Les fleurs ne sont pas chères
Il paraît qu'à l'Ouest du monde, le week-end dernier, on fêtait la résurrection du fils de Dieu…
…En bouffant du chocolat.
Je m'expatrierais bien, tiens.
Nous fêtions également quelque chose le week-end dernier, le "Hana Masturi", pour la naissance de Bouddha, la fête des fleurs. Il s'agit d'une journée où l'on se rend au temple pour célébrer également le printemps, l'occasion bien souvent de faire un crochet par le parc Ueno pour profiter des cerisiers en fleurs. Autant, quand on est môme c'est plutôt sympa, autant à vingt quatre ans passés, je préférerais me flinguer le foie avec des poules et des cloches.
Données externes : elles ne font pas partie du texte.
use thiserror::Error;

/// Failures that end a [`Server::start`](crate::Server::start) run.
#[derive(Error, Debug)]
pub enum ServerError {
    #[error("failed to bind {address}: {source}")]
    Bind {
        address: String,
        source: std::io::Error,
    },
    #[error("serving diagnostics endpoints failed: {0}")]
    Serve(#[source] std::io::Error),
    #[error("serving task failed: {0}")]
    ServeTask(#[from] tokio::task::JoinError),
}
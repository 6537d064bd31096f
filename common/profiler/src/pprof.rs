use std::io::Write;
use std::time::Duration;

use anyhow::{Context, Result};
use axum::{
    body::Body,
    extract::Query,
    http::{
        header::{CONTENT_ENCODING, CONTENT_TYPE},
        StatusCode,
    },
    response::{IntoResponse, Response},
};
use flate2::write::GzEncoder;
use flate2::Compression;
use pprof::{flamegraph::Options, protos::Message, Report};
use serde::Deserialize;
use tokio::time::sleep;
use tracing::warn;

use crate::claim::CpuProfilerClaim;

const DEFAULT_SECONDS: u64 = 30;
const MAX_SECONDS: u64 = 300;
const DEFAULT_FREQUENCY: i32 = 100;
const DEFAULT_IMAGE_WIDTH: usize = 2500;

#[derive(Deserialize, Default)]
pub struct ProfileQueryParams {
    // seconds to sample before taking the snapshot
    pub seconds: Option<u64>,
    // sampling frequency in Hz
    pub frequency: Option<i32>,

    // flamegraph SVG width
    pub image_width: Option<usize>,
}

impl ProfileQueryParams {
    fn seconds(&self) -> u64 {
        self.seconds.unwrap_or(DEFAULT_SECONDS).clamp(1, MAX_SECONDS)
    }

    fn frequency(&self) -> i32 {
        self.frequency.unwrap_or(DEFAULT_FREQUENCY).max(1)
    }
}

//
// curl -sSL "http://<HOST>:<PORT>/debug/pprof/profile?seconds=10&frequency=200" > profile.pb.gz
//
// curl -sSL "http://<HOST>:<PORT>/debug/pprof/flamegraph?seconds=10&image_width=2500" > flamegraph.svg.gz
//
// curl -sSL "http://<HOST>:<PORT>/debug/pprof/heap" > heap.pb.gz
//
// curl -sSL "http://<HOST>:<PORT>/debug/pprof/heap/flamegraph" > heap.svg
//
// Heap profiles need the allocator installed with `used_with_profiling!()`.
//

pub async fn handle_index() -> &'static str {
    "Types of profiles available:\n\
     cmdline     The command line invocation of the current program\n\
     profile     CPU profile in gzipped pprof format, ?seconds=N&frequency=HZ\n\
     flamegraph  CPU profile rendered as a gzipped SVG flamegraph, ?seconds=N&image_width=PX\n\
     heap        Sampled live allocations in gzipped pprof format\n\
     allocs      Same as heap\n\
     heap/flamegraph  Sampled live allocations rendered as an SVG flamegraph\n"
}

/// NUL-separated command line of the running process.
pub async fn handle_cmdline() -> String {
    std::env::args().collect::<Vec<_>>().join("\0")
}

pub async fn handle_profile(Query(params): Query<ProfileQueryParams>) -> Response {
    let Some(_claim) = CpuProfilerClaim::acquire() else {
        return cpu_profiler_busy();
    };
    let result = async {
        let report = sample(params.frequency(), params.seconds()).await?;
        let profile = report.pprof().context("Failed to build pprof profile")?;
        let mut raw = Vec::new();
        profile
            .encode(&mut raw)
            .context("Failed to encode pprof profile")?;
        gzip(&raw)
    }
    .await;

    into_gzip_response(result, "application/octet-stream")
}

pub async fn handle_flamegraph(Query(params): Query<ProfileQueryParams>) -> Response {
    let Some(_claim) = CpuProfilerClaim::acquire() else {
        return cpu_profiler_busy();
    };
    let image_width = params.image_width.unwrap_or(DEFAULT_IMAGE_WIDTH);
    let result = async {
        let report = sample(params.frequency(), params.seconds()).await?;
        let mut options = Options::default();
        options.image_width = Some(image_width);
        let mut svg = Vec::new();
        report
            .flamegraph_with_options(&mut svg, &mut options)
            .context("Failed to render flamegraph")?;
        gzip(&svg)
    }
    .await;

    into_gzip_response(result, "image/svg+xml")
}

pub async fn handle_heap() -> Result<impl IntoResponse, (StatusCode, String)> {
    let mut prof_ctl = jemalloc_pprof::PROF_CTL
        .as_ref()
        .ok_or_else(heap_profiling_disabled)?
        .lock()
        .await;
    require_profiling_activated(&prof_ctl)?;

    let pprof = prof_ctl
        .dump_pprof()
        .map_err(|err| (StatusCode::INTERNAL_SERVER_ERROR, err.to_string()))?;
    Ok(([(CONTENT_TYPE, "application/octet-stream")], pprof))
}

pub async fn handle_heap_flamegraph() -> Result<impl IntoResponse, (StatusCode, String)> {
    let mut prof_ctl = jemalloc_pprof::PROF_CTL
        .as_ref()
        .ok_or_else(heap_profiling_disabled)?
        .lock()
        .await;
    require_profiling_activated(&prof_ctl)?;

    let svg = prof_ctl
        .dump_flamegraph()
        .map_err(|err| (StatusCode::INTERNAL_SERVER_ERROR, err.to_string()))?;
    Response::builder()
        .header(CONTENT_TYPE, "image/svg+xml")
        .body(Body::from(svg))
        .map_err(|err| (StatusCode::INTERNAL_SERVER_ERROR, err.to_string()))
}

fn heap_profiling_disabled() -> (StatusCode, String) {
    (
        StatusCode::FORBIDDEN,
        "jemalloc profiling not activated".into(),
    )
}

fn require_profiling_activated(
    prof_ctl: &jemalloc_pprof::JemallocProfCtl,
) -> Result<(), (StatusCode, String)> {
    if prof_ctl.activated() {
        Ok(())
    } else {
        Err((StatusCode::FORBIDDEN, "heap profiling not activated".into()))
    }
}

fn cpu_profiler_busy() -> Response {
    (
        StatusCode::CONFLICT,
        [(CONTENT_TYPE, "text/plain")],
        "CPU profiler already in use (profiling session or continuous profiling agent)",
    )
        .into_response()
}

async fn sample(frequency: i32, seconds: u64) -> Result<Report> {
    let guard = pprof::ProfilerGuardBuilder::default()
        .frequency(frequency)
        .blocklist(&["libc", "libgcc", "pthread", "vdso"])
        .build()
        .context("Failed to start CPU profiler")?;

    sleep(Duration::from_secs(seconds)).await;

    guard
        .report()
        .build()
        .context("Failed to build profiler report")
}

fn gzip(raw: &[u8]) -> Result<Vec<u8>> {
    let mut encoder = GzEncoder::new(Vec::new(), Compression::default());
    encoder.write_all(raw).context("Failed to compress profile")?;
    encoder.finish().context("Failed to finish compressing profile")
}

fn into_gzip_response(result: Result<Vec<u8>>, content_type: &'static str) -> Response {
    match result {
        Ok(body) => (
            StatusCode::OK,
            [(CONTENT_TYPE, content_type), (CONTENT_ENCODING, "gzip")],
            body,
        )
            .into_response(),
        Err(e) => {
            warn!(error = %e, "pprof: profile collection failed");
            (
                StatusCode::INTERNAL_SERVER_ERROR,
                [(CONTENT_TYPE, "text/plain")],
                format!("{e:#}"),
            )
                .into_response()
        }
    }
}
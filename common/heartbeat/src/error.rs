//! Heartbeat configuration errors.

use thiserror::Error;

/// Misuse of the monitor API. None of these are runtime conditions: they
/// mean the owner wired the monitor incorrectly.
#[derive(Debug, Error, PartialEq, Eq)]
pub enum HeartbeatError {
    #[error("heartbeat monitor started without a probe callback")]
    MissingCallback,

    #[error("heartbeat monitor already started")]
    AlreadyStarted,

    #[error("a heartbeat monitor is already active, new configuration discarded")]
    AlreadyActive,

    #[error("heartbeat monitor must be started from within a tokio runtime")]
    NoRuntime,

    #[error("heartbeat signal interval must be non-zero")]
    InvalidInterval,

    #[error("heartbeat ack timeout must be non-zero")]
    InvalidAckTimeout,
}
Les kami sont déchaînés à cette époque de l'année, pas moyen de flâner tranquille sans avoir une petite pisseuse de kami des cerisiers qui vienne vous tirer sur la manche ou tente de vous coller des fleurs dans les cheveux.
Ceci dit, il y a un truc que j'aime avec le printemps.
Si vous êtes des habitués du blog, vous regrettez peut-être qu'on ne voit plus trop Gekkô ces derniers temps ? Vous allez être heureux, je vais vous parler de lui aujourd'hui. Si j'aime modérément les cerisiers et la floraison, pour lui c'est une autre histoire…
Il est allergique au pollen.
Oui, oui, un kyûbi, un démon-renard a la truffe qui double de volume de Mars à Mai et est obligé de se gaver de tout ce que la médecine de son espèce – ou celle des humains – propose pour arriver à la faire dégonfler.
Si vous êtes habitués du blog, vous vous doutez également que ça me met en joie, un sentiment profond qu'aussi infinitésimal soit-il, le destin a le sens de la justice. Aux premières fleurs, c'est cette pensée sage qui me revient, relevée d'une légère euphorie mesquine.
Alors que je m'assurais de rester le plus loin possible de Ueno le week-end dernier, j'ai reçu un SMS de Gekkô me demandant de le rejoindre…chez son allergologue.
J'ai accouru, bien sûr. Comment résister à l'idée de le trouver la truffe dégoulinante avec des yeux de lapin albinos ?
***
"Ca ne s'arrange pas."
Gekkô – il me semble l'avoir dit – mesure près de deux mètres, arbore constamment des costards dont le prix frise le montant du salaire moyen de ses employés et des griffes impeccablement manucurées, un exploit quand on sait le nombre de secrétaires qu'il bouffe crues. Mais lorsqu'il est en crise, il se transforme en une sorte de fontaine de morve qu'on aurait tunée avec des oreilles de renard en fausse fourrure bon marché. Il a fière allure, le chef d'entreprise. Il éternue à nouveau et renifle pitoyablement tandis que je souris.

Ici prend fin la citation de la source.